= David Diamond (screenwriter) =

American screenwriter

David Diamond is an American screenwriter. He frequently collaborates with David Weissman.

==Early life==
Diamond was born in Philadelphia, Pennsylvania. Diamond and Weissman met in high school, at Akiba Hebrew Academy (now Jack M. Barrack Hebrew Academy). They graduated in 1983.

==Career==
The duo sold their first spec script, The Whiz Kid, to 20th Century Fox in 1994. Their first produced project came in 2000, The Family Man starring Nicolas Cage and Tea Leoni. Cage's production company, Saturn Films, helped produce the film. The Family Man opened at #3 at the North American box office making $15.1 million in its opening weekend, behind What Women Want and Cast Away, which opened at the top spot.

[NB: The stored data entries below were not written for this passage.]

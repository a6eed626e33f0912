//! HTTP adapter for a remote research service.
//!
//! Wire contract:
//! - `POST {base}/research` `{query, report_type}` streams newline-delimited
//!   JSON events: `{"type":"progress", ...}` any number of times, then one
//!   `{"type":"result", ...}` or `{"type":"error","message":...}`.
//! - `POST {base}/search` `{query}` returns `{"results": [...]}`.
//! - `POST {base}/report` `{query, report_type, context, sources,
//!   custom_prompt}` returns `{"report": "...", "costs": 0.0}`.
//!
//! Requests carry the configured credential as a bearer token.

use std::time::Duration;

use async_trait::async_trait;
use futures::StreamExt;
use serde::Deserialize;
use serde_json::json;
use tracing::{debug, warn};

use super::ResearchEngine;
use crate::config::EngineConfig;
use crate::error::EngineError;
use crate::progress::{Progress, ProgressSender};
use crate::types::{Findings, Report, ResearchMode, ResearchUnit, SearchResult, Source};

/// One line of the `/research` event stream.
#[derive(Debug, Deserialize)]
#[serde(tag = "type", rename_all = "snake_case")]
enum ResearchEvent {
    Progress {
        #[serde(alias = "completed_queries")]
        completed: u64,
        #[serde(alias = "total_queries")]
        total: u64,
        #[serde(default)]
        current_query: Option<String>,
    },
    Result {
        #[serde(default)]
        context: String,
        #[serde(default)]
        sources: Vec<Source>,
        #[serde(default)]
        source_urls: Vec<String>,
        #[serde(default)]
        costs: f64,
    },
    Error {
        message: String,
    },
}

#[derive(Debug, Deserialize)]
struct SearchResponse {
    #[serde(default)]
    results: Vec<SearchResult>,
}

#[derive(Debug, Deserialize)]
struct ReportResponse {
    report: String,
    #[serde(default)]
    costs: f64,
}

/// Research engine reached over HTTP.
pub struct HttpResearchEngine {
    client: reqwest::Client,
    base_url: String,
    api_key: String,
}

impl std::fmt::Debug for HttpResearchEngine {
    fn fmt(&self, f: &mut std::fmt::Formatter<'_>) -> std::fmt::Result {
        f.debug_struct("HttpResearchEngine")
            .field("base_url", &self.base_url)
            .finish()
    }
}

impl HttpResearchEngine {
    pub fn new(
        base_url: impl Into<String>,
        api_key: impl Into<String>,
        timeout: Duration,
    ) -> Result<Self, EngineError> {
        let client = reqwest::Client::builder().timeout(timeout).build()?;
        Ok(Self {
            client,
            base_url: base_url.into().trim_end_matches('/').to_string(),
            api_key: api_key.into(),
        })
    }

    /// Build from the `[engine]` section with a credential already resolved by
    /// [`EngineConfig::credential`].
    pub fn from_config(config: &EngineConfig, api_key: String) -> Result<Self, EngineError> {
        Self::new(
            config.base_url.clone(),
            api_key,
            Duration::from_secs(config.timeout_secs),
        )
    }

    fn endpoint(&self, path: &str) -> String {
        format!("{}/{}", self.base_url, path)
    }

    async fn post(&self, path: &str, body: serde_json::Value) -> Result<reqwest::Response, EngineError> {
        let url = self.endpoint(path);
        debug!(url = %url, "Sending research engine request");
        let response = self
            .client
            .post(&url)
            .bearer_auth(&self.api_key)
            .json(&body)
            .send()
            .await
            .map_err(|e| EngineError::new(format!("Request to research engine failed: {e}")))?;

        let status = response.status();
        if !status.is_success() {
            let text = response.text().await.unwrap_or_default();
            return Err(EngineError::new(format!(
                "Research engine returned HTTP {}: {}",
                status.as_u16(),
                text.trim()
            )));
        }
        Ok(response)
    }

    /// Handle one NDJSON line. Returns the findings when the line is the final result.
    async fn handle_line(
        line: &str,
        progress: Option<&ProgressSender>,
    ) -> Result<Option<Findings>, EngineError> {
        let line = line.trim();
        if line.is_empty() {
            return Ok(None);
        }
        let event: ResearchEvent = serde_json::from_str(line)
            .map_err(|e| EngineError::new(format!("Invalid research event: {e}")))?;
        match event {
            ResearchEvent::Progress {
                completed,
                total,
                current_query,
            } => {
                if let Some(tx) = progress {
                    if !tx.is_closed() {
                        tx.report(Progress::new(completed, total, current_query)).await;
                    }
                }
                Ok(None)
            }
            ResearchEvent::Result {
                context,
                sources,
                source_urls,
                costs,
            } => Ok(Some(
                Findings {
                    context,
                    sources,
                    source_urls,
                    costs,
                }
                .normalized(),
            )),
            ResearchEvent::Error { message } => Err(EngineError::new(message)),
        }
    }
}

#[async_trait]
impl ResearchEngine for HttpResearchEngine {
    fn name(&self) -> &str {
        "http"
    }

    async fn conduct_research(
        &self,
        query: &str,
        mode: ResearchMode,
        progress: Option<ProgressSender>,
    ) -> Result<Findings, EngineError> {
        let response = self
            .post(
                "research",
                json!({ "query": query, "report_type": mode.to_string() }),
            )
            .await?;

        let mut stream = response.bytes_stream();
        let mut buffer: Vec<u8> = Vec::new();
        let mut findings = None;

        while let Some(chunk) = stream.next().await {
            let chunk = chunk.map_err(|e| {
                EngineError::new(format!("Failed to read research event stream: {e}"))
            })?;
            buffer.extend_from_slice(&chunk);

            while let Some(pos) = buffer.iter().position(|b| *b == b'\n') {
                let line: Vec<u8> = buffer.drain(..=pos).collect();
                let line = String::from_utf8_lossy(&line);
                if let Some(result) = Self::handle_line(&line, progress.as_ref()).await? {
                    findings = Some(result);
                }
            }
        }
        if !buffer.is_empty() {
            let line = String::from_utf8_lossy(&buffer).to_string();
            if let Some(result) = Self::handle_line(&line, progress.as_ref()).await? {
                findings = Some(result);
            }
        }

        findings.ok_or_else(|| {
            warn!(query, "Research stream ended without a result");
            EngineError::new("Research engine closed the stream without a result")
        })
    }

    async fn quick_search(&self, query: &str) -> Result<Vec<SearchResult>, EngineError> {
        let response = self.post("search", json!({ "query": query })).await?;
        let body: SearchResponse = response
            .json()
            .await
            .map_err(|e| EngineError::new(format!("Invalid search response: {e}")))?;
        Ok(body.results)
    }

    async fn write_report(
        &self,
        unit: &ResearchUnit,
        custom_prompt: Option<&str>,
    ) -> Result<Report, EngineError> {
        let response = self
            .post(
                "report",
                json!({
                    "query": unit.query,
                    "report_type": unit.mode.to_string(),
                    "context": unit.context,
                    "sources": unit.sources,
                    "custom_prompt": custom_prompt,
                }),
            )
            .await?;
        let body: ReportResponse = response
            .json()
            .await
            .map_err(|e| EngineError::new(format!("Invalid report response: {e}")))?;
        Ok(Report {
            text: body.report,
            costs: body.costs,
        })
    }
}

#[cfg(test)]
mod tests {
    use super::*;
    use crate::progress::progress_channel;

    #[test]
    fn test_endpoint_trims_trailing_slash() {
        let engine =
            HttpResearchEngine::new("http://localhost:9000/", "key", Duration::from_secs(5))
                .unwrap();
        assert_eq!(engine.endpoint("research"), "http://localhost:9000/research");
    }

    #[test]
    fn test_from_config_uses_engine_section() {
        let config = EngineConfig {
            base_url: "https://research.internal:8443/v1/".into(),
            timeout_secs: 30,
            ..EngineConfig::default()
        };
        let engine = HttpResearchEngine::from_config(&config, "sk-test".into()).unwrap();
        assert_eq!(engine.endpoint("report"), "https://research.internal:8443/v1/report");
        assert_eq!(engine.name(), "http");
    }

    #[test]
    fn test_debug_hides_credential() {
        let engine =
            HttpResearchEngine::new("http://localhost:9000", "sk-secret", Duration::from_secs(5))
                .unwrap();
        assert!(!format!("{engine:?}").contains("sk-secret"));
    }

    #[tokio::test]
    async fn test_progress_line_is_relayed() {
        let (tx, mut rx) = progress_channel(4);
        let line = r#"{"type":"progress","completed_queries":1,"total_queries":4,"current_query":"cpi 2024"}"#;
        let result = HttpResearchEngine::handle_line(line, Some(&tx)).await.unwrap();
        assert!(result.is_none());
        let progress = rx.recv().await.unwrap();
        assert_eq!(progress, Progress::new(1, 4, Some("cpi 2024".into())));
    }

    #[tokio::test]
    async fn test_result_line_is_normalized() {
        let line = r#"{"type":"result","context":"ctx","sources":[{"title":"A","url":"https://a.example","raw_content":"x"}],"costs":0.1}"#;
        let findings = HttpResearchEngine::handle_line(line, None)
            .await
            .unwrap()
            .unwrap();
        assert_eq!(findings.context, "ctx");
        assert_eq!(findings.sources[0].content, "x");
        assert_eq!(findings.source_urls, vec!["https://a.example"]);
    }

    #[tokio::test]
    async fn test_error_line_surfaces_message() {
        let line = r#"{"type":"error","message":"quota exceeded"}"#;
        let err = HttpResearchEngine::handle_line(line, None).await.unwrap_err();
        assert_eq!(err.message, "quota exceeded");
    }

    #[tokio::test]
    async fn test_malformed_line() {
        let err = HttpResearchEngine::handle_line("not json", None).await.unwrap_err();
        assert!(err.message.starts_with("Invalid research event"));
    }

    #[tokio::test]
    async fn test_unreachable_service() {
        let engine =
            HttpResearchEngine::new("http://127.0.0.1:1", "key", Duration::from_secs(2)).unwrap();
        let err = engine.quick_search("q").await.unwrap_err();
        assert!(err.message.contains("Request to research engine failed"));
    }
}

Diamond and Weissman next wrote the sci-fi comedy Evolution, helmed by Ivan Reitman. Evolution was based on a story by Don Jakoby, who turned it into a screenplay along with Diamond and Weissman. The film was originally written as a serious horror science fiction film, until director Reitman re-wrote much of the script. A short-lived animated series, Alienators: Evolution Continues, loosely based on the film, was broadcast months after the film was released. They partnered with Wedding Crashers producer Andrew Panay on Old Dogs and When In Rome.

From 2018 to 2021, Diamond taught screenwriting at the Shalhevet High School in Los Angeles until moving back to Philadelphia.

In 2019, the duo published a screenwriting manual, Bulletproof: Writing Scripts That Don't Get Shot Down. The book draws from their extensive film experience.